In addition to improving efficiency at the root with the engines themselves, Porsche offers automatic stop-start and a new coasting function. PDK seven-speed dual-clutch transmissions are standard on all models except the S E-Hybrid, which uses an eight-speed Tiptronic S transmission.
2015 Porsche Panamera
Comfort & Quality
The Executive model's roomy rear seat expands the already comfortable and spacious cabin, while Porsche's high-tech luxury suits the Panamera's character.
Roomy and spacious in standard wheelbase form, long-wheelbase Executive model (available on 4S and Turbo variants), introduced last year, adds 5 inches of room.

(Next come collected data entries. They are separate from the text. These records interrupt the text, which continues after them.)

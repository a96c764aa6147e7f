//! Protocol constants for the CAN bootloader.
//!
//! Arbitration ids, command words and timing of the mute / boot / transfer
//! exchange. Every frame the engine emits is assembled from these values.

use std::time::Duration;

// ============================================================================
// Arbitration IDs
// ============================================================================

/// Sense board controller.
pub const SENSE_ID: u32 = 0x102;
/// Top board controller.
pub const TOP_ID: u32 = 0x103;
/// Bottom board controller.
pub const BOTTOM_ID: u32 = 0x104;

/// Bootloader command channel (transfer, finalize and mute frames).
pub const BOOTLOADER_ID: u32 = 0x09A;
/// Responses from any node in bootloader mode.
pub const RESPONSE_ID: u32 = 0x099;

/// Largest valid 11-bit standard id.
pub const MAX_STANDARD_ID: u32 = 0x7FF;
/// Largest valid 29-bit extended id.
pub const MAX_EXTENDED_ID: u32 = 0x1FFF_FFFF;
/// Classic CAN payload limit.
pub const MAX_PAYLOAD_LEN: usize = 8;

// ============================================================================
// Command words (Host -> Node)
// ============================================================================

/// Boot mode request: "!SWU" followed by four zero bytes.
pub const BOOT_REQUEST: [u8; 8] = [0x21, 0x53, 0x57, 0x55, 0x00, 0x00, 0x00, 0x00];

/// Mute prefix "SS".
pub const PREFIX_SS: [u8; 2] = [0x53, 0x53];
/// Mute prefix "PE".
pub const PREFIX_PE: [u8; 2] = [0x50, 0x45];
/// Bootloader mute prefix.
pub const PREFIX_FF00: [u8; 2] = [0xFF, 0x00];

/// Command body with the 0xFF selector.
pub const BODY_FF: [u8; 6] = [0x00, 0x00, 0xFF, 0x00, 0x00, 0x00];
/// Command body with the 0x01 selector.
pub const BODY_01: [u8; 6] = [0x00, 0x00, 0x01, 0x00, 0x00, 0x00];
/// All-zero command body.
pub const BODY_00: [u8; 6] = [0x00; 6];

/// Sent once after the last chunk is acknowledged.
pub const FINALIZE: [u8; 8] = [0x01, 0xFF, 0xFF, 0xFF, 0xFF, 0xFF, 0xFF, 0xFF];

// ============================================================================
// Transfer framing
// ============================================================================

/// Size of the big-endian sequence counter at the start of a transfer frame.
pub const COUNTER_LEN: usize = 4;
/// Firmware bytes carried per transfer frame.
pub const CHUNK_SIZE: usize = MAX_PAYLOAD_LEN - COUNTER_LEN;

/// Polls between two sends of the same transfer frame.
pub const RESEND_EVERY_POLLS: u64 = 100;

// ============================================================================
// Timing
// ============================================================================

/// Spacing after every frame we put on the bus.
pub const INTER_FRAME_SPACING: Duration = Duration::from_micros(100);
/// Settle time after the mute sequence before boot negotiation.
pub const MUTE_SETTLE: Duration = Duration::from_secs(1);

/// Per-poll receive timeout during boot negotiation.
pub const BOOT_POLL_TIMEOUT: Duration = Duration::from_millis(500);
/// Smallest accepted boot timeout, in milliseconds.
pub const MIN_BOOT_TIMEOUT_MS: u64 = 1000;

/// Window during which the bus must stay quiet before a transfer.
pub const BUS_IDLE_WINDOW: Duration = Duration::from_secs(10);
/// Per-poll receive timeout during the idle check.
pub const BUS_IDLE_POLL_TIMEOUT: Duration = Duration::from_millis(100);

/// Per-poll receive timeout while waiting for a chunk acknowledgment.
pub const ACK_POLL_TIMEOUT: Duration = Duration::from_millis(10);
/// Delay around the finalize frame.
pub const FINALIZE_SETTLE: Duration = Duration::from_millis(200);

#[cfg(test)]
mod tests {
    use super::*;

    #[test]
    fn test_ids_fit_standard_range() {
        for id in [SENSE_ID, TOP_ID, BOTTOM_ID, BOOTLOADER_ID, RESPONSE_ID] {
            assert!(id <= MAX_STANDARD_ID);
        }
    }

    #[test]
    fn test_boot_request_ascii() {
        assert_eq!(&BOOT_REQUEST[..4], b"!SWU");
        assert_eq!(&PREFIX_SS, b"SS");
        assert_eq!(&PREFIX_PE, b"PE");
    }

    #[test]
    fn test_chunk_size() {
        assert_eq!(CHUNK_SIZE, 4);
    }
}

Aimed at the executive sedan crowd, it doesn't offer all of the rear-seat amenities of the Mercedes-Benz S-Class or BMW 7-Series, but owners who are drivers at heart, or who simply wish to stand out from the crowd, will find the Panamera an attractive alternative.
In standard wheelbase models, the rear seats are plenty spacious and quite comfortable. Despite the fastback-like profile, getting in and out of the back is easy, even for taller passengers. Executive models offer more recline angle and more leg room due to a redesigned seat back.

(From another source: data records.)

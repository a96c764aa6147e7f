//! canflash TUI - Terminal User Interface
//!
//! Interactive front end for CAN firmware uploads with live progress,
//! a bus trace and a log viewer.

mod app;
mod event;
mod ui;

use std::fs::OpenOptions;
use std::io;
use std::panic;
use std::sync::Mutex;

use anyhow::{Context, Result};
use crossterm::{
    execute,
    terminal::{EnterAlternateScreen, LeaveAlternateScreen, disable_raw_mode, enable_raw_mode},
};
use ratatui::prelude::*;
use tracing_subscriber::prelude::*;

use app::App;
use event::{Event, EventHandler};

const LOG_FILE: &str = "canflash-tui.log";

fn main() -> Result<()> {
    // Setup panic hook to restore terminal on crash
    let original_hook = panic::take_hook();
    panic::set_hook(Box::new(move |panic_info| {
        let _ = restore_terminal();
        original_hook(panic_info);
    }));

    // Initialize tracing to file (not stdout, since we're using the terminal)
    let log_file = OpenOptions::new()
        .create(true)
        .append(true)
        .open(LOG_FILE)
        .with_context(|| format!("Failed to open {}", LOG_FILE))?;
    let file_layer = tracing_subscriber::fmt::layer()
        .with_ansi(false)
        .with_writer(Mutex::new(log_file));

    tracing_subscriber::registry()
        .with(file_layer)
        .with(
            tracing_subscriber::EnvFilter::builder()
                .with_default_directive(tracing::Level::INFO.into())
                .from_env_lossy(),
        )
        .init();

    // Setup terminal
    let terminal = setup_terminal()?;

    // Run app
    let result = run_app(terminal);

    // Restore terminal
    restore_terminal()?;

    result
}

fn setup_terminal() -> Result<Terminal<CrosstermBackend<io::Stdout>>> {
    enable_raw_mode()?;
    let mut stdout = io::stdout();
    execute!(stdout, EnterAlternateScreen)?;
    let backend = CrosstermBackend::new(stdout);
    let terminal = Terminal::new(backend)?;
    Ok(terminal)
}

fn restore_terminal() -> Result<()> {
    disable_raw_mode()?;
    execute!(io::stdout(), LeaveAlternateScreen)?;
    Ok(())
}

fn run_app(mut terminal: Terminal<CrosstermBackend<io::Stdout>>) -> Result<()> {
    let mut app = App::load_or_default();
    let event_handler = EventHandler::new(250); // 250ms tick rate

    loop {
        // Draw UI
        terminal.draw(|frame| ui::draw(frame, &app))?;

        // Handle events
        match event_handler.next()? {
            Event::Tick => {
                app.on_tick();
            }
            Event::Key(key_event) => {
                if app.on_key(key_event) {
                    break; // Exit requested
                }
            }
            Event::Resize(_, _) => {
                // Terminal resize is handled automatically by ratatui
            }
        }
    }

    Ok(())
}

All Panamera models offer a surprising amount of cargo space, behind the seats and under the hatch. The rear seats fold down to add even more space.
The front seats are comfortable, too, and the driver-focused dash still allows the passenger access to the touchscreen and other controls. Throughout the cabin, headroom, legroom, and hip and shoulder room easily meet the demands of six-footers and 200-plus-pounders.
Priced from about $80,000-$160,000, you'd expect fit, finish, and materials to impress, and the Panamera does. If you poke and prod around the less-accessible parts of the cabin (around the B-pillars, and below the knee-line) you'll find quite a bit of hard plastic, but all of the touch points are leather-clad or soft-touch and luxurious.
Porsche's advanced PASM and PDCC suspension and chassis control systems (explained in more detail in the Performance section of this review) help maximize ride comfort while keeping a sporty feel.
2015 Porsche Panamera
The 2015 Porsche Panamera offers plenty of advanced safety equipment, despite a lack of official crash test ratings.
Neither the National Highway Traffic Safety Administration (NHTSA) nor the Insurance Institute for Highway Safety (IIHS) have crash-tested the Porsche Panamera, a common situation for expensive luxury cars.
Last year saw the addition of an available Surround View 360-degree display for parking and low-speed maneuvering in tight situations, plus lane departure warning. Other safety-related options include adaptive cruise control with Porsche Active Safe (PAS).
The Panamera's strong set of standard safety equipment includes dual front, side, knee, and side-curtain airbags, and an active pop-up hood for pedestrian protection, which should inspire confidence in the luxury sedan's safety.
Porsche's well-tuned electronic stability and dynamics controls, plus all-wheel-drive (available; standard on some models) enhance traction and improve inclement weather safety and emergency maneuvering.
2015 Porsche Panamera
It may lack some of the ultra-high-tech features of the executive sedan competition, but the Porsche Panamera is still well-equipped and luxurious.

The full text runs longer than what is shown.